• Problem details:
Write out each line of the entries below that holds the word "DialogNegotiator".

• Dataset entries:
● ● ● ● ●
#[cfg(target_os = "windows")]
mod platform {
    use std::sync::mpsc;

    use rdesk_core::{
        ButtonMask, EncodingMask, FeatureMask, KeyModifiers, Rect, RdeskError, SessionConfig,
        Size, VideoEncoding,
    };
    use tracing::{debug, warn};
    use windows::Win32::Foundation::*;
    use windows::Win32::Graphics::Gdi::{
        GetMonitorInfoW, MONITOR_DEFAULTTONEAREST, MONITORINFO, MonitorFromWindow, ScreenToClient,
    };
    use windows::Win32::System::LibraryLoader::GetModuleHandleW;
    use windows::Win32::UI::Input::KeyboardAndMouse::{GetKeyState, VK_CONTROL, VK_LWIN, VK_MENU, VK_SHIFT};
    use windows::Win32::UI::WindowsAndMessaging::*;
    use windows::core::PCWSTR;

    use super::WindowEvent;
    use crate::fit::WindowMode;
    use crate::ports::{GeometryPort, Negotiator};

    const NORMAL_STYLE: WINDOW_STYLE = WINDOW_STYLE(WS_OVERLAPPEDWINDOW.0 | WS_VISIBLE.0);
    const FULLSCREEN_STYLE: WINDOW_STYLE = WINDOW_STYLE(WS_POPUP.0 | WS_VISIBLE.0);

    // wParam key-state bits of pointer messages, and WM_SIZE request types.
    const MK_LBUTTON: u32 = 0x0001;
    const MK_RBUTTON: u32 = 0x0002;
    const MK_MBUTTON: u32 = 0x0010;
    const SIZE_RESTORED: u32 = 0;
    const SIZE_MAXIMIZED: u32 = 2;

    /// Per-window state behind GWLP_USERDATA.
    struct WindowState {
        tx: mpsc::Sender<WindowEvent>,
        /// Minimum outer size for WM_GETMINMAXINFO.
        min_track: POINT,
    }

    fn loword(v: isize) -> i32 {
        (v & 0xFFFF) as i16 as i32
    }

    fn hiword(v: isize) -> i32 {
        ((v >> 16) & 0xFFFF) as i16 as i32
    }

    fn buttons_from(wparam: WPARAM) -> ButtonMask {
        let keys = wparam.0 as u32;
        let mut mask = ButtonMask::empty();
        if keys & MK_LBUTTON != 0 {
            mask |= ButtonMask::LEFT;
        }
        if keys & MK_MBUTTON != 0 {
            mask |= ButtonMask::MIDDLE;
        }
        if keys & MK_RBUTTON != 0 {
            mask |= ButtonMask::RIGHT;
        }
        mask
    }

    fn modifiers_now() -> KeyModifiers {
        let down = |vk: u16| unsafe { GetKeyState(vk as i32) } < 0;
        let mut mods = KeyModifiers::empty();
        mods.set(KeyModifiers::SHIFT, down(VK_SHIFT.0));
        mods.set(KeyModifiers::CTRL, down(VK_CONTROL.0));
        mods.set(KeyModifiers::ALT, down(VK_MENU.0));
        mods.set(KeyModifiers::META, down(VK_LWIN.0));
        mods
    }

    fn is_popup(hwnd: HWND) -> bool {
        let style = unsafe { GetWindowLongPtrW(hwnd, GWL_STYLE) } as u32;
        style & WS_POPUP.0 != 0
    }

    unsafe extern "system" fn wndproc(
        hwnd: HWND,
        msg: u32,
        wparam: WPARAM,
        lparam: LPARAM,
    ) -> LRESULT {
        let state_ptr = unsafe { GetWindowLongPtrW(hwnd, GWLP_USERDATA) } as *const WindowState;

        if state_ptr.is_null() {
            return unsafe { DefWindowProcW(hwnd, msg, wparam, lparam) };
        }

        let state = unsafe { &*state_ptr };
        let tx = &state.tx;

        match msg {
            WM_CLOSE => {
                let _ = tx.send(WindowEvent::Close);
                LRESULT(0)
            }
            WM_GETMINMAXINFO => {
                let info = lparam.0 as *mut MINMAXINFO;
                if !info.is_null() {
                    unsafe { (*info).ptMinTrackSize = state.min_track };
                }
                LRESULT(0)
            }
            WM_SIZE => {
                let mode = match wparam.0 as u32 {
                    SIZE_MAXIMIZED => Some(WindowMode::Maximized),
                    SIZE_RESTORED if is_popup(hwnd) => Some(WindowMode::Fullscreen),
                    SIZE_RESTORED => Some(WindowMode::Windowed),
                    _ => None,
                };
                if let Some(mode) = mode {
                    let _ = tx.send(WindowEvent::StateChanged(mode));
                }
                let _ = tx.send(WindowEvent::Resize(loword(lparam.0), hiword(lparam.0)));
                LRESULT(0)
            }
            WM_MOUSEMOVE | WM_LBUTTONDOWN | WM_LBUTTONUP | WM_RBUTTONDOWN | WM_RBUTTONUP
            | WM_MBUTTONDOWN | WM_MBUTTONUP => {
                let _ = tx.send(WindowEvent::Pointer {
                    x: loword(lparam.0),
                    y: hiword(lparam.0),
                    buttons: buttons_from(wparam),
                });
                LRESULT(0)
            }
            WM_MOUSEWHEEL => {
                // Wheel coordinates are screen-relative.
                let mut pt = POINT {
                    x: loword(lparam.0),
                    y: hiword(lparam.0),
                };
                let _ = unsafe { ScreenToClient(hwnd, &mut pt) };
                let _ = tx.send(WindowEvent::Wheel {
                    x: pt.x,
                    y: pt.y,
                    buttons: buttons_from(WPARAM(wparam.0 & 0xFFFF)),
                    delta: hiword(wparam.0 as isize),
                });
                LRESULT(0)
            }
            WM_KEYDOWN | WM_SYSKEYDOWN | WM_KEYUP | WM_SYSKEYUP => {
                let _ = tx.send(WindowEvent::Key {
                    virtual_key: (wparam.0 & 0xFFFF) as u16,
                    scan_code: ((lparam.0 >> 16) & 0xFF) as u16,
                    pressed: msg == WM_KEYDOWN || msg == WM_SYSKEYDOWN,
                    modifiers: modifiers_now(),
                });
                LRESULT(0)
            }
            WM_DESTROY => {
                unsafe { PostQuitMessage(0) };
                LRESULT(0)
            }
            _ => unsafe { DefWindowProcW(hwnd, msg, wparam, lparam) },
        }
    }

    /// Outer size of a normal window whose client area is `client`.
    fn outer_for(client: Size) -> Result<Size, RdeskError> {
        let mut rc = RECT {
            left: 0,
            top: 0,
            right: client.width,
            bottom: client.height,
        };
        unsafe { AdjustWindowRectEx(&mut rc, WS_OVERLAPPEDWINDOW, FALSE, WINDOW_EX_STYLE(0)) }
            .map_err(|e| RdeskError::Window(format!("AdjustWindowRectEx: {e}")))?;
        Ok(Size::new(rc.right - rc.left, rc.bottom - rc.top))
    }

    /// Handle to the native window.
    pub struct NativeWindow {
        hwnd: HWND,
        event_rx: mpsc::Receiver<WindowEvent>,
    }

    impl NativeWindow {
        /// Create a new top-level window with a `client` sized client area.
        pub fn create(title: &str, client: Size, min_client: Size) -> Result<Self, RdeskError> {
            let (event_tx, event_rx) = mpsc::channel();

            let hinstance = unsafe { GetModuleHandleW(None) }
                .map_err(|e| RdeskError::Window(format!("GetModuleHandle: {e}")))?;

            let class_name_wide: Vec<u16> = "RdeskSessionWindow\0".encode_utf16().collect();

            let wc = WNDCLASSW {
                lpfnWndProc: Some(wndproc),
                hInstance: hinstance.into(),
                lpszClassName: PCWSTR(class_name_wide.as_ptr()),
                hCursor: unsafe { LoadCursorW(None, IDC_ARROW) }.unwrap_or_default(),
                ..Default::default()
            };

            let atom = unsafe { RegisterClassW(&wc) };
            if atom == 0 {
                return Err(RdeskError::Window("RegisterClassW failed".into()));
            }

            let title_wide: Vec<u16> = title.encode_utf16().chain(std::iter::once(0)).collect();
            let outer = outer_for(client)?;
            let min_outer = outer_for(min_client)?;

            let hwnd = unsafe {
                CreateWindowExW(
                    WINDOW_EX_STYLE(0),
                    PCWSTR(class_name_wide.as_ptr()),
                    PCWSTR(title_wide.as_ptr()),
                    NORMAL_STYLE,
                    CW_USEDEFAULT,
                    CW_USEDEFAULT,
                    outer.width,
                    outer.height,
                    None,
                    None,
                    hinstance,
                    None,
                )
            }
            .map_err(|e| RdeskError::Window(format!("CreateWindowExW failed: {e}")))?;

            if hwnd.is_invalid() {
                return Err(RdeskError::Window("CreateWindowExW returned invalid HWND".into()));
            }

            let state = Box::new(WindowState {
                tx: event_tx,
                min_track: POINT {
                    x: min_outer.width,
                    y: min_outer.height,
                },
            });
            unsafe {
                SetWindowLongPtrW(hwnd, GWLP_USERDATA, Box::into_raw(state) as isize);
            }

            Ok(Self { hwnd, event_rx })
        }

        /// Pump windows messages (non-blocking). Returns collected events.
        pub fn poll_events(&self) -> Vec<WindowEvent> {
            unsafe {
                let mut msg = MSG::default();
                while PeekMessageW(&mut msg, self.hwnd, 0, 0, PM_REMOVE).as_bool() {
                    let _ = TranslateMessage(&msg);
                    DispatchMessageW(&msg);
                }
            }
            self.event_rx.try_iter().collect()
        }

        /// Geometry port for the fit state machine.
        pub fn handle(&self) -> WindowHandle {
            WindowHandle { hwnd: self.hwnd }
        }

        pub fn client_size(&self) -> Size {
            let mut rc = RECT::default();
            let _ = unsafe { GetClientRect(self.hwnd, &mut rc) };
            Size::new(rc.right - rc.left, rc.bottom - rc.top)
        }
    }

    impl Drop for NativeWindow {
        fn drop(&mut self) {
            unsafe {
                let ptr = GetWindowLongPtrW(self.hwnd, GWLP_USERDATA) as *mut WindowState;
                if !ptr.is_null() {
                    SetWindowLongPtrW(self.hwnd, GWLP_USERDATA, 0);
                    drop(Box::from_raw(ptr));
                }
                let _ = DestroyWindow(self.hwnd);
            }
        }
    }

    // ── GeometryPort ─────────────────────────────────────────────

    /// Window-manager operations on a [`NativeWindow`].
    #[derive(Clone, Copy)]
    pub struct WindowHandle {
        hwnd: HWND,
    }

    impl WindowHandle {
        fn monitor_info(&self) -> MONITORINFO {
            let mut info = MONITORINFO {
                cbSize: std::mem::size_of::<MONITORINFO>() as u32,
                ..Default::default()
            };
            unsafe {
                let monitor = MonitorFromWindow(self.hwnd, MONITOR_DEFAULTTONEAREST);
                let _ = GetMonitorInfoW(monitor, &mut info);
            }
            info
        }

        fn set_style(&self, style: WINDOW_STYLE) {
            unsafe { SetWindowLongPtrW(self.hwnd, GWL_STYLE, style.0 as isize) };
        }

        fn place(&self, x: i32, y: i32, size: Size) {
            let result = unsafe {
                SetWindowPos(
                    self.hwnd,
                    HWND_TOP,
                    x,
                    y,
                    size.width,
                    size.height,
                    SWP_NOZORDER | SWP_FRAMECHANGED | SWP_SHOWWINDOW,
                )
            };
            if let Err(e) = result {
                warn!("SetWindowPos failed: {e}");
            }
        }
    }

    impl GeometryPort for WindowHandle {
        fn available_area(&self) -> Rect {
            let rc = self.monitor_info().rcWork;
            Rect::new(rc.left, rc.top, rc.right - rc.left, rc.bottom - rc.top)
        }

        fn decoration(&self) -> Size {
            outer_for(Size::default()).unwrap_or_default()
        }

        fn normal_rect(&self) -> Rect {
            let mut wp = WINDOWPLACEMENT {
                length: std::mem::size_of::<WINDOWPLACEMENT>() as u32,
                ..Default::default()
            };
            let _ = unsafe { GetWindowPlacement(self.hwnd, &mut wp) };
            let rc = wp.rcNormalPosition;
            let deco = self.decoration();
            Rect::new(
                rc.left,
                rc.top,
                rc.right - rc.left - deco.width,
                rc.bottom - rc.top - deco.height,
            )
        }

        fn enter_fullscreen(&mut self) {
            let rc = self.monitor_info().rcMonitor;
            self.set_style(FULLSCREEN_STYLE);
            if unsafe { IsZoomed(self.hwnd) }.as_bool() {
                let _ = unsafe { ShowWindow(self.hwnd, SW_RESTORE) };
            }
            self.place(
                rc.left,
                rc.top,
                Size::new(rc.right - rc.left, rc.bottom - rc.top),
            );
            debug!("native window fullscreen");
        }

        fn enter_maximized(&mut self) {
            self.set_style(NORMAL_STYLE);
            let _ = unsafe { ShowWindow(self.hwnd, SW_MAXIMIZE) };
            debug!("native window maximized");
        }

        fn enter_windowed(&mut self, rect: Rect) {
            self.set_style(NORMAL_STYLE);
            if unsafe { IsZoomed(self.hwnd) }.as_bool() {
                let _ = unsafe { ShowWindow(self.hwnd, SW_RESTORE) };
            }
            let outer = rect.size().grow(self.decoration());
            self.place(rect.x, rect.y, outer);
            debug!(?rect, "native window placed");
        }
    }

    // ── Negotiator ───────────────────────────────────────────────

    /// Settings dialog stand-in: shows the unsupported-encoding warning in
    /// a message box and accepts the configuration unchanged.
    pub struct DialogNegotiator {
        owner: HWND,
    }

    impl DialogNegotiator {
        pub fn new(window: &NativeWindow) -> Self {
            Self { owner: window.hwnd }
        }
    }

    impl Negotiator for DialogNegotiator {
        fn warn_unsupported_encoding(&mut self, encoding: VideoEncoding, _supported: EncodingMask) {
            let text: Vec<u16> = format!(
                "The current video encoding ({encoding}) is not supported by the remote side. \
                 Please check your connection settings."
            )
            .encode_utf16()
            .chain(std::iter::once(0))
            .collect();
            let caption: Vec<u16> = "Warning\0".encode_utf16().collect();
            unsafe {
                MessageBoxW(
                    self.owner,
                    PCWSTR(text.as_ptr()),
                    PCWSTR(caption.as_ptr()),
                    MB_OK | MB_ICONWARNING,
                );
            }
        }

        fn negotiate(
            &mut self,
            config: &SessionConfig,
            _encodings: EncodingMask,
            _features: FeatureMask,
        ) -> Option<SessionConfig> {
            Some(*config)
        }
    }
}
● ● ● ● ●
• Result:
    pub struct DialogNegotiator {
    impl DialogNegotiator {
    impl Negotiator for DialogNegotiator {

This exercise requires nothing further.